• [Task to complete]: Nothing is needed except the lines below that run from the one with "as NULL. Anything" through the one with "filename src/db/records.rs", repeated exactly.

[Opening Dataset records section]

//! Record shapes that mirror the two SQLite tables. They stay plain data
//! holders; the relationship between a book and its author is the
//! `author_id` foreign key, resolved by join queries in the `db` module.

use std::fmt;

use chrono::NaiveDate;

/// The two record kinds the store knows about.
#[derive(Debug, Clone, Copy, PartialEq, Eq)]
pub enum EntityKind {
    Author,
    Book,
}

impl EntityKind {
    pub(crate) fn table(self) -> &'static str {
        match self {
            EntityKind::Author => "authors",
            EntityKind::Book => "books",
        }
    }
}

impl fmt::Display for EntityKind {
    fn fmt(&self, f: &mut fmt::Formatter<'_>) -> fmt::Result {
        match self {
            EntityKind::Author => f.write_str("author"),
            EntityKind::Book => f.write_str("book"),
        }
    }
}

#[derive(Debug, Clone, PartialEq, Eq)]
/// A persisted author. Authors are never edited after creation.
pub struct Author {
    /// Primary key assigned by SQLite.
    pub id: i64,
    pub first_name: String,
    pub last_name: String,
    pub birth_date: Option<NaiveDate>,
    pub nationality: Option<String>,
}

impl Author {
    pub fn full_name(&self) -> String {
        format!("{} {}", self.first_name, self.last_name)
    }
}

impl fmt::Display for Author {
    fn fmt(&self, f: &mut fmt::Formatter<'_>) -> fmt::Result {
        write!(f, "{}. {} {}", self.id, self.first_name, self.last_name)
    }
}

/// Field values for an author that has not been stored yet.
#[derive(Debug, Clone, PartialEq, Eq)]
pub struct NewAuthor {
    pub first_name: String,
    pub last_name: String,
    pub birth_date: Option<NaiveDate>,
    pub nationality: Option<String>,
}

#[derive(Debug, Clone, PartialEq, Eq)]
/// A persisted book. `author_id` always resolves to a stored author.
pub struct Book {
    /// Primary key assigned by SQLite.
    pub id: i64,
    pub title: String,
    pub author_id: i64,
    pub publication_year: Option<i64>,
    /// Unique across all books when present.
    pub isbn: Option<String>,
    pub genre: Option<String>,
    pub read_status: bool,
}

/// Field values for a book that has not been stored yet.
#[derive(Debug, Clone, PartialEq, Eq)]
pub struct NewBook {
    pub title: String,
    pub author_id: i64,
    pub publication_year: Option<i64>,
    pub isbn: Option<String>,
    pub genre: Option<String>,
    pub read_status: bool,
}

/// A book joined with the name of its author, as shown in listings and
/// search results.
#[derive(Debug, Clone, PartialEq, Eq)]
pub struct BookListing {
    pub book: Book,
    pub author_first_name: String,
    pub author_last_name: String,
}

impl BookListing {
    pub fn author_name(&self) -> String {
        format!("{} {}", self.author_first_name, self.author_last_name)
    }

    pub fn read_label(&self) -> &'static str {
        if self.book.read_status {
            "Read"
        } else {
            "Not Read"
        }
    }
}

impl fmt::Display for BookListing {
    fn fmt(&self, f: &mut fmt::Formatter<'_>) -> fmt::Result {
        write!(
            f,
            "{}. {} - {} {}",
            self.book.id, self.book.title, self.author_first_name, self.author_last_name
        )
    }
}

/// Treat blank optional text as absent so it is stored as NULL. Anything
/// else is kept exactly as given.
pub(crate) fn non_blank(value: Option<&str>) -> Option<String> {
    value
        .filter(|value| !value.trim().is_empty())
        .map(str::to_string)
}
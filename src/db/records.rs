//! Kind-generic gateway over the per-table helpers, for callers that hold an
//! [`EntityKind`] rather than a concrete record type.

use rusqlite::Connection;

use crate::error::Result;
use crate::models::{Author, Book, EntityKind, NewAuthor, NewBook};

use super::authors::{create_author, delete_author, fetch_author, fetch_authors};
use super::books::{create_book, delete_book, fetch_book, fetch_books};

#[derive(Debug, Clone, PartialEq, Eq)]
pub enum Record {
    Author(Author),
    Book(Book),
}

impl Record {
    pub fn id(&self) -> i64 {
        match self {
            Record::Author(author) => author.id,
            Record::Book(book) => book.id,
        }
    }
}

#[derive(Debug, Clone, PartialEq, Eq)]
pub enum NewRecord {
    Author(NewAuthor),
    Book(NewBook),
}

/// Insert a record and return its assigned id.
pub fn add(conn: &Connection, record: &NewRecord) -> Result<i64> {
    match record {
        NewRecord::Author(author) => Ok(create_author(conn, author)?.id),
        NewRecord::Book(book) => Ok(create_book(conn, book)?.id),
    }
}

pub fn get_by_id(conn: &Connection, kind: EntityKind, id: i64) -> Result<Option<Record>> {
    Ok(match kind {
        EntityKind::Author => fetch_author(conn, id)?.map(Record::Author),
        EntityKind::Book => fetch_book(conn, id)?.map(Record::Book),
    })
}

pub fn delete_by_id(conn: &Connection, kind: EntityKind, id: i64) -> Result<()> {
    match kind {
        EntityKind::Author => delete_author(conn, id),
        EntityKind::Book => delete_book(conn, id),
    }
}

/// All records of one kind in insertion order.
pub fn list_all(conn: &Connection, kind: EntityKind) -> Result<Vec<Record>> {
    Ok(match kind {
        EntityKind::Author => fetch_authors(conn)?
            .into_iter()
            .map(Record::Author)
            .collect(),
        EntityKind::Book => fetch_books(conn)?.into_iter().map(Record::Book).collect(),
    })
}

pub fn count(conn: &Connection, kind: EntityKind) -> Result<i64> {
    let sql = format!("SELECT COUNT(*) FROM {}", kind.table());
    Ok(conn.query_row(&sql, [], |row| row.get(0))?)
}
use rusqlite::{params, Connection, Error as SqlError, ErrorCode, OptionalExtension, Row};
use tracing::{debug, warn};

use crate::error::{LibraryError, Result};
use crate::models::{non_blank, Book, BookListing, EntityKind, NewBook};

use super::authors::fetch_author;

pub(crate) const BOOK_COLUMNS: &str =
    "b.book_id, b.title, b.author_id, b.publication_year, b.isbn, b.genre, b.read_status";

/// Join used by every listing query; the author name columns follow the
/// book columns.
pub(crate) const LISTING_SELECT: &str = "SELECT b.book_id, b.title, b.author_id, b.publication_year, b.isbn, b.genre, b.read_status,
        a.first_name, a.last_name
     FROM books b
     INNER JOIN authors a ON a.author_id = b.author_id";

fn book_from_row(row: &Row<'_>) -> rusqlite::Result<Book> {
    Ok(Book {
        id: row.get(0)?,
        title: row.get(1)?,
        author_id: row.get(2)?,
        publication_year: row.get(3)?,
        isbn: row.get(4)?,
        genre: row.get(5)?,
        read_status: row.get(6)?,
    })
}

pub(crate) fn listing_from_row(row: &Row<'_>) -> rusqlite::Result<BookListing> {
    Ok(BookListing {
        book: book_from_row(row)?,
        author_first_name: row.get(7)?,
        author_last_name: row.get(8)?,
    })
}

/// Insert a new book. The author must already exist and a non-blank ISBN
/// must not be in use by another book.
pub fn create_book(conn: &Connection, book: &NewBook) -> Result<Book> {
    let title = book.title.as_str();
    if title.trim().is_empty() {
        return Err(LibraryError::validation("Title is required."));
    }
    if fetch_author(conn, book.author_id)?.is_none() {
        warn!(author_id = book.author_id, "book references unknown author");
        return Err(LibraryError::ConstraintViolation(format!(
            "No author found with ID {}.",
            book.author_id
        )));
    }
    let isbn = non_blank(book.isbn.as_deref());
    let genre = non_blank(book.genre.as_deref());

    conn.execute(
        "INSERT INTO books (title, author_id, publication_year, isbn, genre, read_status)
         VALUES (?1, ?2, ?3, ?4, ?5, ?6)",
        params![
            title,
            book.author_id,
            book.publication_year,
            isbn,
            genre,
            book.read_status
        ],
    )
    .map_err(|err| map_constraint(err, isbn.as_deref()))?;

    let id = conn.last_insert_rowid();
    debug!(book_id = id, author_id = book.author_id, "inserted book");
    Ok(Book {
        id,
        title: title.to_string(),
        author_id: book.author_id,
        publication_year: book.publication_year,
        isbn,
        genre,
        read_status: book.read_status,
    })
}

/// Turn SQLite constraint failures into a readable violation. The ISBN is the
/// only unique column on `books`; the author check above covers the foreign
/// key.
fn map_constraint(err: SqlError, isbn: Option<&str>) -> LibraryError {
    if matches!(err.sqlite_error_code(), Some(ErrorCode::ConstraintViolation)) {
        let message = match isbn {
            Some(isbn) => format!("A book with ISBN {isbn} already exists."),
            None => "Book violates a store constraint.".to_string(),
        };
        warn!(%err, "book insert rejected");
        LibraryError::ConstraintViolation(message)
    } else {
        err.into()
    }
}

pub fn fetch_book(conn: &Connection, id: i64) -> Result<Option<Book>> {
    let book = conn
        .query_row(
            &format!("SELECT {BOOK_COLUMNS} FROM books b WHERE b.book_id = ?1"),
            [id],
            book_from_row,
        )
        .optional()?;
    Ok(book)
}

/// Every book in insertion order.
pub fn fetch_books(conn: &Connection) -> Result<Vec<Book>> {
    let mut stmt = conn.prepare(&format!(
        "SELECT {BOOK_COLUMNS} FROM books b ORDER BY b.book_id"
    ))?;

    let books = stmt
        .query_map([], book_from_row)?
        .collect::<rusqlite::Result<Vec<_>>>()?;

    Ok(books)
}

/// Every book together with its author's name, in insertion order.
pub fn fetch_book_listings(conn: &Connection) -> Result<Vec<BookListing>> {
    let mut stmt = conn.prepare(&format!("{LISTING_SELECT} ORDER BY b.book_id"))?;

    let listings = stmt
        .query_map([], listing_from_row)?
        .collect::<rusqlite::Result<Vec<_>>>()?;

    Ok(listings)
}

/// Books written by one author. Stands in for a back-reference on `Author`.
pub fn fetch_books_by_author(conn: &Connection, author_id: i64) -> Result<Vec<Book>> {
    let mut stmt = conn.prepare(&format!(
        "SELECT {BOOK_COLUMNS} FROM books b WHERE b.author_id = ?1 ORDER BY b.book_id"
    ))?;

    let books = stmt
        .query_map([author_id], book_from_row)?
        .collect::<rusqlite::Result<Vec<_>>>()?;

    Ok(books)
}

pub fn delete_book(conn: &Connection, id: i64) -> Result<()> {
    let deleted = conn.execute("DELETE FROM books WHERE book_id = ?1", params![id])?;

    if deleted == 0 {
        Err(LibraryError::NotFound {
            kind: EntityKind::Book,
            id,
        })
    } else {
        debug!(book_id = id, "deleted book");
        Ok(())
    }
}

[Closing Dataset records section]

• [Answer]:
/// Treat blank optional text as absent so it is stored as NULL. Anything
/// else is kept exactly as given.
pub(crate) fn non_blank(value: Option<&str>) -> Option<String> {
    value
        .filter(|value| !value.trim().is_empty())
        .map(str::to_string)
}
filename src/db/records.rs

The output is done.